START Information given
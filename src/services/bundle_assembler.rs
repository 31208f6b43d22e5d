use crate::adapters::database::DbPool;
use crate::adapters::database::key_repo::KeyRepository;
use crate::domain::keys::PreKeyBundle;
use crate::error::{AppError, Result};
use opentelemetry::{KeyValue, global, metrics::Counter};
use time::OffsetDateTime;
use uuid::Uuid;

#[derive(Clone, Debug)]
struct Metrics {
    fetches_total: Counter<u64>,
}

impl Metrics {
    fn new() -> Self {
        let meter = global::meter("keytrans-directory");
        Self {
            fetches_total: meter
                .u64_counter("keytrans_bundle_fetches_total")
                .with_description("Bundle fetches by outcome")
                .build(),
        }
    }

    fn record(&self, outcome: &'static str) {
        self.fetches_total.add(1, &[KeyValue::new("outcome", outcome)]);
    }
}

/// C2: the read-through component producing a `PreKeyBundle` for a specific
/// `(target, requester)` pair. Invokes the Key Store's atomic one-time-prekey claim;
/// running out of one-time prekeys is a documented fallback, not an error.
#[derive(Clone, Debug)]
pub struct BundleAssembler {
    pool: DbPool,
    repo: KeyRepository,
    metrics: Metrics,
}

impl BundleAssembler {
    #[must_use]
    pub fn new(pool: DbPool, repo: KeyRepository) -> Self {
        Self { pool, repo, metrics: Metrics::new() }
    }

    /// Assembles a bundle for `target`, claiming a one-time prekey on `requester`'s
    /// behalf if one is available.
    ///
    /// # Errors
    /// Returns `AppError::NotFound` if `target` has no active identity key or no signed
    /// prekey.
    #[tracing::instrument(skip(self), fields(%target, %requester), err)]
    pub async fn get_bundle(&self, target: Uuid, requester: Uuid) -> Result<PreKeyBundle> {
        let mut conn = self.pool.acquire().await?;

        let identity_key = match self.repo.fetch_active_identity_key(&mut conn, target).await? {
            Some(k) => k,
            None => {
                self.metrics.record("not_found");
                return Err(AppError::NotFound);
            }
        };

        let signed_pre_key = match self.repo.fetch_latest_signed_pre_key(&mut conn, target).await? {
            Some(k) => k,
            None => {
                self.metrics.record("not_found");
                return Err(AppError::NotFound);
            }
        };

        let one_time_pre_key = self.repo.claim_one_time_pre_key(&mut conn, target, requester).await?;
        self.metrics.record(if one_time_pre_key.is_some() { "issued_with_otpk" } else { "issued_without_otpk" });

        let sealed_sender_key = self.repo.fetch_active_sealed_sender_key(&mut conn, target).await?;

        let bundle_version = PreKeyBundle::infer_version(identity_key.public_key.suite, signed_pre_key.public_key.suite);

        Ok(PreKeyBundle {
            user_id: target,
            bundle_version,
            generated_at: OffsetDateTime::now_utc(),
            identity_key,
            signed_pre_key,
            one_time_pre_key,
            sealed_sender_key,
        })
    }
}
use crate::adapters::redis::counters::CounterStore;
use crate::config::RateLimitConfig;
use axum::http::HeaderMap;
use ipnetwork::IpNetwork;
use opentelemetry::{KeyValue, global, metrics::Counter};
use std::net::IpAddr;
use uuid::Uuid;

/// Outcome of a `GetBundle` rate-limit check. `RateLimitedTargeted` is distinguished
/// from `RateLimited` because it signals a drain against a specific target user rather
/// than a noisy requester or IP, and is logged at WARN.
#[derive(Debug, Clone, Copy, PartialEq, Eq)]
pub enum RateLimitDecision {
    Ok,
    RateLimited,
    RateLimitedTargeted,
}

#[derive(Clone, Debug)]
pub struct Metrics {
    pub(crate) decisions_total: Counter<u64>,
}

impl Metrics {
    #[must_use]
    pub(crate) fn new() -> Self {
        let meter = global::meter("keytrans-directory");
        Self {
            decisions_total: meter
                .u64_counter("keytrans_rate_limit_decisions_total")
                .with_description("Rate limit decisions by axis and outcome")
                .build(),
        }
    }
}

impl Default for Metrics {
    fn default() -> Self {
        Self::new()
    }
}

/// Resolves the client IP for rate-limiting, trusting `X-Forwarded-For` only when the
/// immediate peer is a configured trusted proxy.
#[derive(Clone, Debug)]
pub struct IpKeyExtractor {
    pub(crate) trusted_proxies: Vec<IpNetwork>,
}

impl IpKeyExtractor {
    #[must_use]
    pub const fn new(trusted_proxies: Vec<IpNetwork>) -> Self {
        Self { trusted_proxies }
    }

    #[must_use]
    pub fn identify_client_ip(&self, headers: &HeaderMap, peer_addr: IpAddr) -> IpAddr {
        if !self.is_trusted(&peer_addr) {
            return peer_addr;
        }

        let xff = headers.get("x-forwarded-for").and_then(|v| v.to_str().ok());

        if let Some(xff_val) = xff
            && let Some(real_ip) =
                xff_val.rsplit(',').filter_map(|s| s.trim().parse::<IpAddr>().ok()).find(|ip| !self.is_trusted(ip))
        {
            return real_ip;
        }

        peer_addr
    }

    fn is_trusted(&self, ip: &IpAddr) -> bool {
        self.trusted_proxies.iter().any(|net| net.contains(*ip))
    }
}

/// C3: the three-axis sliding-window rate limiter guarding `GetBundle`. Backed by the
/// Redis-resident `CounterStore`; fails closed (a store outage is folded into
/// `RateLimitDecision::RateLimited`, not treated as an allowed request).
#[derive(Clone, Debug)]
pub struct RateLimitService {
    counters: CounterStore,
    config: RateLimitConfig,
    pub extractor: IpKeyExtractor,
    metrics: Metrics,
}

impl RateLimitService {
    #[must_use]
    pub fn new(counters: CounterStore, config: RateLimitConfig, trusted_proxies: Vec<IpNetwork>) -> Self {
        Self { counters, config, extractor: IpKeyExtractor::new(trusted_proxies), metrics: Metrics::new() }
    }

    /// Checks all three axes for a `GetBundle(target, requester)` call from `ip`.
    ///
    /// Every axis is incremented regardless of whether an earlier axis already tripped,
    /// so logging always reflects which axes are under pressure; the caller rejects as
    /// soon as any axis reports over-limit.
    ///
    /// Fails closed: if the counter store is unreachable, this returns `RateLimited`
    /// rather than propagating the error, so an outage never opens the door to a drain
    /// attack.
    ///
    /// # Errors
    /// This call itself never errors; store outages are folded into the decision.
    pub async fn check_bundle_fetch(
        &self,
        requester: Uuid,
        target: Uuid,
        ip: IpAddr,
    ) -> crate::error::Result<RateLimitDecision> {
        let window = self.config.window_secs;

        let Ok(requester_count) = self.counters.increment(&format!("rl:bundle:req:{requester}"), window).await else {
            return Ok(self.fail_closed());
        };
        let Ok(target_count) = self.counters.increment(&format!("rl:bundle:tgt:{target}"), window).await else {
            return Ok(self.fail_closed());
        };
        let Ok(ip_count) = self.counters.increment(&format!("rl:bundle:ip:{ip}"), window).await else {
            return Ok(self.fail_closed());
        };

        let requester_tripped = requester_count > u64::from(self.config.requester_per_min);
        let target_tripped = target_count > u64::from(self.config.target_per_min);
        let ip_tripped = ip_count > u64::from(self.config.ip_per_min);

        let decision = if target_tripped {
            RateLimitDecision::RateLimitedTargeted
        } else if requester_tripped || ip_tripped {
            RateLimitDecision::RateLimited
        } else {
            RateLimitDecision::Ok
        };

        self.record(requester_tripped, target_tripped, ip_tripped, decision);
        Ok(decision)
    }

    /// The counter store is unreachable: deny the bundle fetch rather than risk serving
    /// an unbounded number of them while the limiter is blind.
    fn fail_closed(&self) -> RateLimitDecision {
        tracing::warn!("counter store unreachable, failing closed on bundle fetch");
        self.metrics.decisions_total.add(1, &[KeyValue::new("axis", "store_unavailable"), KeyValue::new("tripped", true)]);
        RateLimitDecision::RateLimited
    }

    fn record(&self, requester_tripped: bool, target_tripped: bool, ip_tripped: bool, decision: RateLimitDecision) {
        if target_tripped {
            tracing::warn!("rate limit tripped on target axis (possible drain attack)");
        }
        for (axis, tripped) in [("requester", requester_tripped), ("target", target_tripped), ("ip", ip_tripped)] {
            self.metrics.decisions_total.add(
                1,
                &[KeyValue::new("axis", axis), KeyValue::new("tripped", tripped)],
            );
        }
        tracing::debug!(?decision, "rate limit decision");
    }
}

#[cfg(test)]
mod tests {
    use super::*;

    #[test]
    fn trusted_proxy_forwards_for_header_is_honored() {
        let extractor = IpKeyExtractor::new(vec!["10.0.0.0/8".parse().unwrap()]);
        let mut headers = HeaderMap::new();
        headers.insert("x-forwarded-for", "203.0.113.7, 10.0.0.5".parse().unwrap());
        let peer: IpAddr = "10.0.0.5".parse().unwrap();
        assert_eq!(extractor.identify_client_ip(&headers, peer), "203.0.113.7".parse::<IpAddr>().unwrap());
    }

    #[test]
    fn untrusted_peer_ignores_forwarded_for_header() {
        let extractor = IpKeyExtractor::new(vec!["10.0.0.0/8".parse().unwrap()]);
        let mut headers = HeaderMap::new();
        headers.insert("x-forwarded-for", "203.0.113.7".parse().unwrap());
        let peer: IpAddr = "198.51.100.9".parse().unwrap();
        assert_eq!(extractor.identify_client_ip(&headers, peer), peer);
    }
}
END Information given
Your instructions: In the material above, find each line that contains the word "Uuid", and select it.

The completed task:
use uuid::Uuid;
    pub async fn get_bundle(&self, target: Uuid, requester: Uuid) -> Result<PreKeyBundle> {
use uuid::Uuid;
        requester: Uuid,
        target: Uuid,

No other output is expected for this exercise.